As noted by strategist Nikolaos Panigirtzoglou, such enormous gains could be possible if Bitcoin continues to crowd out gold, but he also warns that the process won’t happen overnight as some bulls might expect:
A convergence in volatilities between Bitcoin and gold is unlikely to happen quickly and is in our mind a multiyear process. This implies that the above-$146,000 theoretical Bitcoin price target should be considered as a long-term target, and thus an unsustainable price target for this year.
While some believe that Bitcoin to trade in the $50,000-$100,000 range this year, JPMorgan’s strategists caution the permabulls that such levels would be “unsustainable” in 2021.
However, the bank doesn’t rule that the largest cryptocurrency could indeed reach such insane targets this year due to speculative fervor.

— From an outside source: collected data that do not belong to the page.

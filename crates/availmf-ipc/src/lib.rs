//! Client IPC contract (spec 4.E).
//!
//! Every client socket is represented by an opaque [`ConnHandle`].
//! Service handlers never touch the socket directly: they look up
//! private per-connection state, find a paired connection with
//! [`ConnTable::partner_get`] for routing asynchronous callbacks apart
//! from synchronous replies, and queue replies with
//! [`ConnTable::send_response`]. A connection that can't drain its
//! write queue is given one more tick before it's torn down.

use std::any::Any;
use std::collections::HashMap;
use std::io::{self, Write};

use bytes::BytesMut;
use thiserror::Error;

use availmf_types::ServiceId;

/// Opaque handle to a client connection.
#[derive(Debug, Clone, Copy, PartialEq, Eq, Hash, PartialOrd, Ord)]
pub struct ConnHandle(u64);

#[derive(Error, Debug, Clone, Copy, PartialEq, Eq)]
pub enum IpcError {
    #[error("connection handle not found")]
    NotFound,
}

/// A socket a [`ConnEntry`] can write to. Implemented for
/// [`mio::net::UnixStream`] in production and for an in-memory buffer
/// in tests.
pub trait Transport {
    fn write_nonblocking(&mut self, buf: &[u8]) -> io::Result<usize>;
}

impl Transport for mio::net::UnixStream {
    fn write_nonblocking(&mut self, buf: &[u8]) -> io::Result<usize> {
        self.write(buf)
    }
}

/// Bytes still queued past this threshold mark the connection for
/// delayed disconnect.
pub const WRITE_BACKPRESSURE_BYTES: usize = 1 << 20;

struct ConnEntry<T> {
    service: ServiceId,
    stream: T,
    write_buf: BytesMut,
    private_data: Option<Box<dyn Any + Send>>,
    partner: Option<ConnHandle>,
    pending_disconnect: bool,
}

/// Table of live client connections for one service.
pub struct ConnTable<T> {
    conns: HashMap<u64, ConnEntry<T>>,
    next_id: u64,
}

impl<T: Transport> ConnTable<T> {
    pub fn new() -> Self {
        Self { conns: HashMap::new(), next_id: 0 }
    }

    /// Registers a new connection, allocating its private data slot as
    /// empty.
    pub fn conn_init(&mut self, service: ServiceId, stream: T) -> ConnHandle {
        let id = self.next_id;
        self.next_id += 1;
        self.conns.insert(
            id,
            ConnEntry { service, stream, write_buf: BytesMut::new(), private_data: None, partner: None, pending_disconnect: false },
        );
        ConnHandle(id)
    }

    pub fn set_private_data(&mut self, handle: ConnHandle, data: Box<dyn Any + Send>) -> Result<(), IpcError> {
        self.entry_mut(handle)?.private_data = Some(data);
        Ok(())
    }

    pub fn private_data(&self, handle: ConnHandle) -> Result<Option<&(dyn Any + Send)>, IpcError> {
        Ok(self.entry(handle)?.private_data.as_deref())
    }

    /// Links two connections as response/dispatch partners of each
    /// other.
    pub fn set_partner(&mut self, a: ConnHandle, b: ConnHandle) -> Result<(), IpcError> {
        self.entry_mut(a)?.partner = Some(b);
        self.entry_mut(b)?.partner = Some(a);
        Ok(())
    }

    pub fn partner_get(&self, handle: ConnHandle) -> Result<Option<ConnHandle>, IpcError> {
        Ok(self.entry(handle)?.partner)
    }

    pub fn service(&self, handle: ConnHandle) -> Result<ServiceId, IpcError> {
        Ok(self.entry(handle)?.service)
    }

    /// Enqueues `bytes` and attempts a non-blocking write. If the
    /// backlog exceeds [`WRITE_BACKPRESSURE_BYTES`] after the attempt,
    /// the connection is marked for delayed disconnect.
    pub fn send_response(&mut self, handle: ConnHandle, bytes: &[u8]) -> Result<(), IpcError> {
        let entry = self.entry_mut(handle)?;
        entry.write_buf.extend_from_slice(bytes);
        drain(entry);
        if entry.write_buf.len() > WRITE_BACKPRESSURE_BYTES {
            entry.pending_disconnect = true;
        }
        Ok(())
    }

    /// Drives one event-loop tick: drains pending writes, and tears
    /// down every connection that was already marked pending from the
    /// previous tick, invoking `on_exit` for each.
    pub fn tick(&mut self, mut on_exit: impl FnMut(ConnHandle, ServiceId)) {
        let mut to_remove = Vec::new();
        for (&id, entry) in self.conns.iter_mut() {
            drain(entry);
            if entry.pending_disconnect {
                to_remove.push(id);
            }
        }
        for id in to_remove {
            if let Some(entry) = self.conns.remove(&id) {
                on_exit(ConnHandle(id), entry.service);
            }
        }
    }

    fn entry(&self, handle: ConnHandle) -> Result<&ConnEntry<T>, IpcError> {
        self.conns.get(&handle.0).ok_or(IpcError::NotFound)
    }

    fn entry_mut(&mut self, handle: ConnHandle) -> Result<&mut ConnEntry<T>, IpcError> {
        self.conns.get_mut(&handle.0).ok_or(IpcError::NotFound)
    }
}

impl<T: Transport> Default for ConnTable<T> {
    fn default() -> Self {
        Self::new()
    }
}

fn drain<T: Transport>(entry: &mut ConnEntry<T>) {
    while !entry.write_buf.is_empty() {
        match entry.stream.write_nonblocking(&entry.write_buf) {
            Ok(0) => break,
            Ok(n) => {
                let _ = entry.write_buf.split_to(n);
            }
            Err(e) if e.kind() == io::ErrorKind::WouldBlock => break,
            Err(e) => {
                tracing::warn!(error = %e, "connection write failed, marking for delayed disconnect");
                entry.pending_disconnect = true;
                break;
            }
        }
    }
}

#[cfg(test)]
mod tests {
    use super::*;

    #[derive(Default)]
    struct MemTransport {
        written: Vec<u8>,
        block_after: Option<usize>,
    }

    impl Transport for MemTransport {
        fn write_nonblocking(&mut self, buf: &[u8]) -> io::Result<usize> {
            if let Some(limit) = self.block_after {
                if self.written.len() >= limit {
                    return Err(io::Error::from(io::ErrorKind::WouldBlock));
                }
            }
            self.written.extend_from_slice(buf);
            Ok(buf.len())
        }
    }

    #[test]
    fn send_response_writes_immediately_when_not_blocked() {
        let mut table: ConnTable<MemTransport> = ConnTable::new();
        let handle = table.conn_init(ServiceId::Ckpt, MemTransport::default());
        table.send_response(handle, b"hello").unwrap();
        assert_eq!(table.entry(handle).unwrap().stream.written, b"hello");
        assert!(table.entry(handle).unwrap().write_buf.is_empty());
    }

    #[test]
    fn partner_link_is_bidirectional() {
        let mut table: ConnTable<MemTransport> = ConnTable::new();
        let a = table.conn_init(ServiceId::Amf, MemTransport::default());
        let b = table.conn_init(ServiceId::Amf, MemTransport::default());
        table.set_partner(a, b).unwrap();
        assert_eq!(table.partner_get(a).unwrap(), Some(b));
        assert_eq!(table.partner_get(b).unwrap(), Some(a));
    }

    #[test]
    fn backpressure_marks_for_delayed_disconnect_then_tears_down_next_tick() {
        let mut table: ConnTable<MemTransport> = ConnTable::new();
        let handle = table.conn_init(ServiceId::Ckpt, MemTransport { block_after: Some(0), ..Default::default() });
        let big = vec![0u8; WRITE_BACKPRESSURE_BYTES + 1];
        table.send_response(handle, &big).unwrap();
        assert!(table.entry(handle).unwrap().pending_disconnect);

        let mut exited = Vec::new();
        table.tick(|h, s| exited.push((h, s)));
        assert_eq!(exited, vec![(handle, ServiceId::Ckpt)]);
        assert!(table.private_data(handle).is_err(), "connection should be gone after tick");
    }

    #[test]
    fn private_data_roundtrips() {
        let mut table: ConnTable<MemTransport> = ConnTable::new();
        let handle = table.conn_init(ServiceId::Amf, MemTransport::default());
        table.set_private_data(handle, Box::new(42u32)).unwrap();
        let data = table.private_data(handle).unwrap().unwrap();
        assert_eq!(data.downcast_ref::<u32>(), Some(&42));
    }
}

Bitcoin soared to a new all-time high of $34,800 on Jan. 3 before plunging below the $28,000 level the following day in its biggest drop since “Black Thursday” in March 2020.
The stock-to-flow Bitcoin valuation model — which has been accurate so far — forecasts that Bitcoin could hit $100,000 by the end of 2021.
JPMorgan’s targets should be taken with a pinch of salt. In late November, when Bitcoin was already nearing all-time highs, Panigirtzoglou had to backtrack on his previous prediction that commodity trading advisors could thwart its rally:
Bitcoin’s continued rally is challenging our previous assessment that overbought positions by momentum traders such as CTAs could potentially trigger profit taking or mean reversion flows over the near term.
As reported by U.Today, JPMorgan estimated that pension funds and insurance companies could put at least $600 billion into Bitcoin.